** Opening Records provided block **

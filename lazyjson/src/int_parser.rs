// SPDX-License-Identifier: Apache-2.0

// Panic-free base-10 integer parsing, mostly borrowed from core::num::parse::radix.
// Stricter than `str::parse`: no `+` sign, and `-` is never accepted for unsigned types.

/// A custom error type for const integer parsing.
#[derive(Debug, PartialEq, Eq, Clone)]
pub enum ConstParseIntegerError {
    /// The input byte slice was empty.
    Empty,
    /// The input consisted only of `-`.
    SignOnly,
    /// A byte that is not a base-10 digit (this includes `.`, `e` and `+`).
    InvalidDigit,
    /// The number overflowed or underflowed the target integer type.
    Overflow,
}

/// Creates a panic-free, const-stable, base-10 parser for a specific integer type.
macro_rules! define_const_parser {
    ($fn_name:ident, $int_ty:ty, signed = $signed:literal) => {
        /// Parses a byte slice into a(n) `
        #[doc = stringify!($int_ty)]
        /// ` in a `const` context.
        ///
        /// This function is guaranteed not to panic.
        pub const fn $fn_name(src: &[u8]) -> Result<$int_ty, ConstParseIntegerError> {
            let (is_negative, mut digits) = match src {
                [] => return Err(ConstParseIntegerError::Empty),
                [b'-', rest @ ..] if $signed => (true, rest),
                _ => (false, src),
            };

            if digits.is_empty() {
                return Err(ConstParseIntegerError::SignOnly);
            }

            let mut result: $int_ty = 0;

            while let Some((&byte, rest)) = digits.split_first() {
                let digit = match byte {
                    b'0'..=b'9' => (byte - b'0') as $int_ty,
                    _ => return Err(ConstParseIntegerError::InvalidDigit),
                };

                result = match result.checked_mul(10) {
                    Some(val) => val,
                    None => return Err(ConstParseIntegerError::Overflow),
                };

                // Building the number negatively from the start correctly handles MIN.
                let next = if is_negative {
                    result.checked_sub(digit)
                } else {
                    result.checked_add(digit)
                };
                result = match next {
                    Some(val) => val,
                    None => return Err(ConstParseIntegerError::Overflow),
                };

                digits = rest;
            }

            Ok(result)
        }
    };
}

define_const_parser!(from_ascii_i8, i8, signed = true);
define_const_parser!(from_ascii_i16, i16, signed = true);
define_const_parser!(from_ascii_i32, i32, signed = true);
define_const_parser!(from_ascii_i64, i64, signed = true);
define_const_parser!(from_ascii_i128, i128, signed = true);
define_const_parser!(from_ascii_isize, isize, signed = true);
define_const_parser!(from_ascii_u8, u8, signed = false);
define_const_parser!(from_ascii_u16, u16, signed = false);
define_const_parser!(from_ascii_u32, u32, signed = false);
define_const_parser!(from_ascii_u64, u64, signed = false);
define_const_parser!(from_ascii_u128, u128, signed = false);
define_const_parser!(from_ascii_usize, usize, signed = false);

** Closing Records provided block **

### Task brief
The answer must be a single number: the count of lines above that contain "digits".

### Written reply
4